Nutanix AOS 5.10 ships with a feature called Autonomous Extent Store (AES). AES effectively provides Metadata Locality to complement the existing data locality that has always existed. For large datasets (e.g. a 10TB database with 20% hot data) we observe a 2X improvement in throughput for random access across the 2TB hot dataset.
In our experiment we deliberately size the active working-set to NOT fit into the metadata cache. We uniformly access 2TB with a 100% random access pattern and record the time to access all 2TB. On the same hardware with AES enabled – the time is cut in half. As can be seen in the chart – the throughput is double, as expected.

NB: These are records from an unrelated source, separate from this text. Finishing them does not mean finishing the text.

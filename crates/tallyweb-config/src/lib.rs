//! Configuration management for tallyweb
//!
//! This module handles loading, validation, and management of
//! tallyweb configuration from YAML files.

pub mod error;

use serde::{Deserialize, Serialize};
use std::path::PathBuf;

pub use error::{ConfigError, ConfigResult};

// ==================== Configuration Types ====================

/// Server configuration
#[derive(Debug, Clone, Serialize, Deserialize)]
pub struct ServerConfig {
    /// Server host address
    #[serde(default = "default_host")]
    pub host: String,
    /// Server port
    #[serde(default = "default_port")]
    pub port: u16,
}

impl Default for ServerConfig {
    fn default() -> Self {
        Self {
            host: default_host(),
            port: default_port(),
        }
    }
}

fn default_host() -> String {
    "127.0.0.1".to_string()
}

fn default_port() -> u16 {
    8501
}

/// Ledger configuration
#[derive(Debug, Clone, Serialize, Deserialize, Default)]
pub struct LedgerConfig {
    /// Which ledger variant new sessions start with
    #[serde(default)]
    pub mode: LedgerMode,
}

/// Ledger variant
#[derive(Debug, Clone, Copy, PartialEq, Eq, Serialize, Deserialize)]
#[serde(rename_all = "lowercase")]
pub enum LedgerMode {
    /// One running total per item
    Totals,
    /// Every recorded amount per item, in order
    Log,
}

impl Default for LedgerMode {
    fn default() -> Self {
        LedgerMode::Totals
    }
}

impl std::str::FromStr for LedgerMode {
    type Err = String;
    fn from_str(s: &str) -> Result<Self, Self::Err> {
        match s.to_lowercase().as_str() {
            "totals" | "total" => Ok(LedgerMode::Totals),
            "log" => Ok(LedgerMode::Log),
            _ => Err(format!("Invalid ledger mode: {}", s)),
        }
    }
}

impl std::fmt::Display for LedgerMode {
    fn fmt(&self, f: &mut std::fmt::Formatter<'_>) -> std::fmt::Result {
        match self {
            LedgerMode::Totals => write!(f, "totals"),
            LedgerMode::Log => write!(f, "log"),
        }
    }
}

/// Browser session settings
#[derive(Debug, Clone, Serialize, Deserialize)]
pub struct SessionConfig {
    /// Name of the session cookie
    #[serde(default = "default_cookie_name")]
    pub cookie_name: String,
    /// Minutes of inactivity after which a session is discarded
    #[serde(default = "default_idle_timeout")]
    pub idle_timeout_minutes: u64,
    /// Most sessions held at once; the least recently seen one is evicted
    #[serde(default = "default_max_sessions")]
    pub max_sessions: usize,
}

impl Default for SessionConfig {
    fn default() -> Self {
        Self {
            cookie_name: default_cookie_name(),
            idle_timeout_minutes: default_idle_timeout(),
            max_sessions: default_max_sessions(),
        }
    }
}

fn default_cookie_name() -> String {
    "tallyweb_session".to_string()
}

fn default_idle_timeout() -> u64 {
    120
}

fn default_max_sessions() -> usize {
    10_000
}

/// Currency and number formatting
#[derive(Debug, Clone, Serialize, Deserialize)]
pub struct CurrencyConfig {
    /// Symbol printed before amounts
    #[serde(default = "default_symbol")]
    pub symbol: String,
    /// Thousands separator
    #[serde(default = "default_thousands_sep")]
    pub thousands_separator: String,
}

impl Default for CurrencyConfig {
    fn default() -> Self {
        Self {
            symbol: default_symbol(),
            thousands_separator: default_thousands_sep(),
        }
    }
}

fn default_symbol() -> String {
    "$".to_string()
}

fn default_thousands_sep() -> String {
    ",".to_string()
}

/// Logging configuration
#[derive(Debug, Clone, Serialize, Deserialize)]
pub struct LoggingConfig {
    /// Log level: trace, debug, info, warn, error
    #[serde(default = "default_log_level")]
    pub level: String,
}

impl Default for LoggingConfig {
    fn default() -> Self {
        Self {
            level: default_log_level(),
        }
    }
}

fn default_log_level() -> String {
    "info".to_string()
}

/// Main configuration structure
#[derive(Debug, Clone, Serialize, Deserialize, Default)]
pub struct Config {
    /// Server settings
    #[serde(default)]
    pub server: ServerConfig,
    /// Ledger settings
    #[serde(default)]
    pub ledger: LedgerConfig,
    /// Session settings
    #[serde(default)]
    pub session: SessionConfig,
    /// Currency settings
    #[serde(default)]
    pub currency: CurrencyConfig,
    /// Logging settings
    #[serde(default)]
    pub logging: LoggingConfig,
}

impl Config {
    /// Load configuration from a YAML file
    pub fn load(path: PathBuf) -> ConfigResult<Self> {
        let content = std::fs::read_to_string(&path).map_err(|e| match e.kind() {
            std::io::ErrorKind::NotFound => ConfigError::FileNotFound {
                path: path.to_string_lossy().to_string(),
            },
            _ => ConfigError::IoError,
        })?;

        Self::from_yaml(&content)
    }

    /// Parse and validate configuration from YAML text
    pub fn from_yaml(content: &str) -> ConfigResult<Self> {
        let config: Config = serde_yaml::from_str(content)
            .map_err(|e| ConfigError::InvalidYaml { message: e.to_string() })?;

        config.validate()?;

        Ok(config)
    }

    /// Validate configuration values
    pub fn validate(&self) -> ConfigResult<()> {
        if self.server.port == 0 {
            return Err(ConfigError::InvalidValue {
                field: "server.port".to_string(),
                reason: "Port must be greater than 0".to_string(),
            });
        }

        if self.session.cookie_name.is_empty()
            || !self
                .session
                .cookie_name
                .chars()
                .all(|c| c.is_ascii_alphanumeric() || c == '_' || c == '-')
        {
            return Err(ConfigError::InvalidValue {
                field: "session.cookie_name".to_string(),
                reason: "Cookie name must be non-empty and use only letters, digits, '_' or '-'".to_string(),
            });
        }

        if self.session.idle_timeout_minutes == 0 {
            return Err(ConfigError::InvalidValue {
                field: "session.idle_timeout_minutes".to_string(),
                reason: "Idle timeout must be at least 1 minute".to_string(),
            });
        }

        if self.session.max_sessions == 0 {
            return Err(ConfigError::InvalidValue {
                field: "session.max_sessions".to_string(),
                reason: "At least one session must be allowed".to_string(),
            });
        }

        if !matches!(
            self.logging.level.to_lowercase().as_str(),
            "trace" | "debug" | "info" | "warn" | "error" | "off"
        ) {
            return Err(ConfigError::InvalidValue {
                field: "logging.level".to_string(),
                reason: "Level must be one of trace, debug, info, warn, error, off".to_string(),
            });
        }

        Ok(())
    }

    /// Generate a default configuration file
    pub fn generate_default() -> &'static str {
        include_str!("../templates/default_config.yaml")
    }

    /// Address the server binds to
    pub fn bind_address(&self) -> String {
        format!("{}:{}", self.server.host, self.server.port)
    }
}

// ==================== Tests ====================

#[cfg(test)]
mod tests {
    use super::*;
    use crate::error::ConfigErrorCode;

    #[test]
    fn test_default_config_is_valid() {
        let config = Config::default();
        assert!(config.validate().is_ok());
        assert_eq!(config.server.port, 8501);
        assert_eq!(config.ledger.mode, LedgerMode::Totals);
        assert_eq!(config.session.cookie_name, "tallyweb_session");
        assert_eq!(config.currency.symbol, "$");
    }

    #[test]
    fn test_generated_default_parses() {
        let config = Config::from_yaml(Config::generate_default()).unwrap();
        assert_eq!(config.server.port, 8501);
        assert_eq!(config.ledger.mode, LedgerMode::Totals);
        assert_eq!(config.session.idle_timeout_minutes, 120);
        assert_eq!(config.session.max_sessions, 10_000);
    }

    #[test]
    fn test_partial_yaml_uses_defaults() {
        let config = Config::from_yaml("ledger:\n  mode: log\n").unwrap();
        assert_eq!(config.ledger.mode, LedgerMode::Log);
        assert_eq!(config.server.host, "127.0.0.1");
        assert_eq!(config.currency.thousands_separator, ",");
        assert_eq!(config.bind_address(), "127.0.0.1:8501");
    }

    #[test]
    fn test_invalid_port_rejected() {
        let err = Config::from_yaml("server:\n  port: 0\n").unwrap_err();
        assert_eq!(err.code(), ConfigErrorCode::InvalidValue);
        assert!(err.to_string().contains("server.port"));
    }

    #[test]
    fn test_unknown_mode_rejected() {
        let err = Config::from_yaml("ledger:\n  mode: ledgerish\n").unwrap_err();
        assert_eq!(err.code(), ConfigErrorCode::InvalidYaml);
    }

    #[test]
    fn test_bad_cookie_name_rejected() {
        let err = Config::from_yaml("session:\n  cookie_name: \"a b\"\n").unwrap_err();
        assert_eq!(err.code(), ConfigErrorCode::InvalidValue);
    }

    #[test]
    fn test_zero_idle_timeout_rejected() {
        let err = Config::from_yaml("session:\n  idle_timeout_minutes: 0\n").unwrap_err();
        assert_eq!(err.code(), ConfigErrorCode::InvalidValue);
    }

    #[test]
    fn test_zero_max_sessions_rejected() {
        let err = Config::from_yaml("session:\n  max_sessions: 0\n").unwrap_err();
        assert!(err.to_string().contains("session.max_sessions"));
    }

    #[test]
    fn test_bad_log_level_rejected() {
        let err = Config::from_yaml("logging:\n  level: loud\n").unwrap_err();
        assert!(err.to_string().contains("logging.level"));
    }

    #[test]
    fn test_load_missing_file() {
        let err = Config::load(PathBuf::from("/nonexistent/tallyweb.yaml")).unwrap_err();
        assert_eq!(err.code(), ConfigErrorCode::FileNotFound);
    }

    #[test]
    fn test_ledger_mode_from_str() {
        assert_eq!("log".parse::<LedgerMode>(), Ok(LedgerMode::Log));
        assert_eq!("TOTALS".parse::<LedgerMode>(), Ok(LedgerMode::Totals));
        assert!("other".parse::<LedgerMode>().is_err());
        assert_eq!(LedgerMode::Log.to_string(), "log");
    }
}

It is the localization of metadata from AES that contributes to the 2X improvement. AES keeps most of the metadata local to the node – so there is no need to fetch data across-the-wire. Additionally AES reduces the need to cache metadata in DRAM since local access is so fast. For very large datasets, retrieving metadata can contribute a large proportion of the access time. This is true for all storage, so speeding up metadata resolution can make a dramatic improvement to overall throughput as we demonstrate.
During .Next 2018 in London, Nutanix announced performance improvements in the core-datapath said to give up to 2X performance improvements. Here’s a real-world example of that improvement in practice.
I am using X-Ray to simulate a 1TB data restore into an existing database. Specifically the IO sizes are large, an even split of 64K,128K,256K, 1MB and the pattern is 100% random across the entire 1TB dataset.
Normally storage benchmarks using large IO sizes are performed serially, because it’s easier on the storage back-end. That may be realistic for an initial load, but in this case we want to simulate a restore where the pattern is 100% random.
In this case the time to ingest 1TB drops by half when using Nutanix AOS 5.10 with Autonomous Extent Store (AES) enabled Vs the previous traditional extent store.
This improvement is possible because with AES, inserting directly into the extent store is much faster.
For throughput sensitive, random workloads, AES can detect that it will be faster to skip the oplog. Skipping oplog allows AES to eliminate a network round trip to a remote oplog – and instead only make an RF2 copy for the Extent Store. By contrast, when sustained, large random IO is funneled into oplog, the 10Gbit network can become the bottleneck. Even with faster networks, AES will still be a benefit because the CPU and SSD resource usage is also lower. Unfortunately I only have 10Gbit networking in my lab!
The X-Ray files needed to run this test are on github
In a previous post I showed a chart which plots concurrency [X-axis] against throughput (IOPS) on the Y-Axis. Here is that plot again:
Experienced performance chart ogglers will notice the familiar pattern of Littles Law, whereby throughput (X) rises quickly as concurrency (N) is increased. As we follow the chart to the right, the slope flattens out and we achieve a lower increase in throughput, even as we increase concurrency by the same amount at each stage. The flattening of the curve is best understood as Amdahls Law.
Anyone who follows Dr. Neil Gunther and his Universal Scalability Law, will also recognize this curve.
The USL states that taking the values of concurrency and throughput as inputs, we can in fact calculate the scalability of the system. Specifically we are able to calculate the key factors of contention and crosstalk – which limit absolute linear scalability and eventually result in less throughput as additional load is submitted even as the capacity of the system is saturated.
Using his Excel spreadsheet, I was able to input the numbers from my test and derive values that determine scalability.
Taking the largest number (0.074%) the “contention value” (i.e the impact we expect due to Amdahls law) as the limit to linear scaling – we can say that for this particular cluster, running this particular (simplistic/synthetic) workload the Nutanix cluster scales 99.926% linear. Although I did not crank up the concurrency beyond 576, the model shows us that this cluster will start to degrade performance if we try to push concurrency beyond 600 or so. Again, the USL model is for this particular workload – on this particular cluster. Doubling the concurrency of the offered load to 1200 will only net us 500,000 IOPS according to the model.
The high linearity (99.926%) is expected. The workload is 100% read, and with the data-locality feature of Nutanix filesystem – we expect close to 100% scalability.
We will return to these measures of scalability in the future to look at more realistic workloads.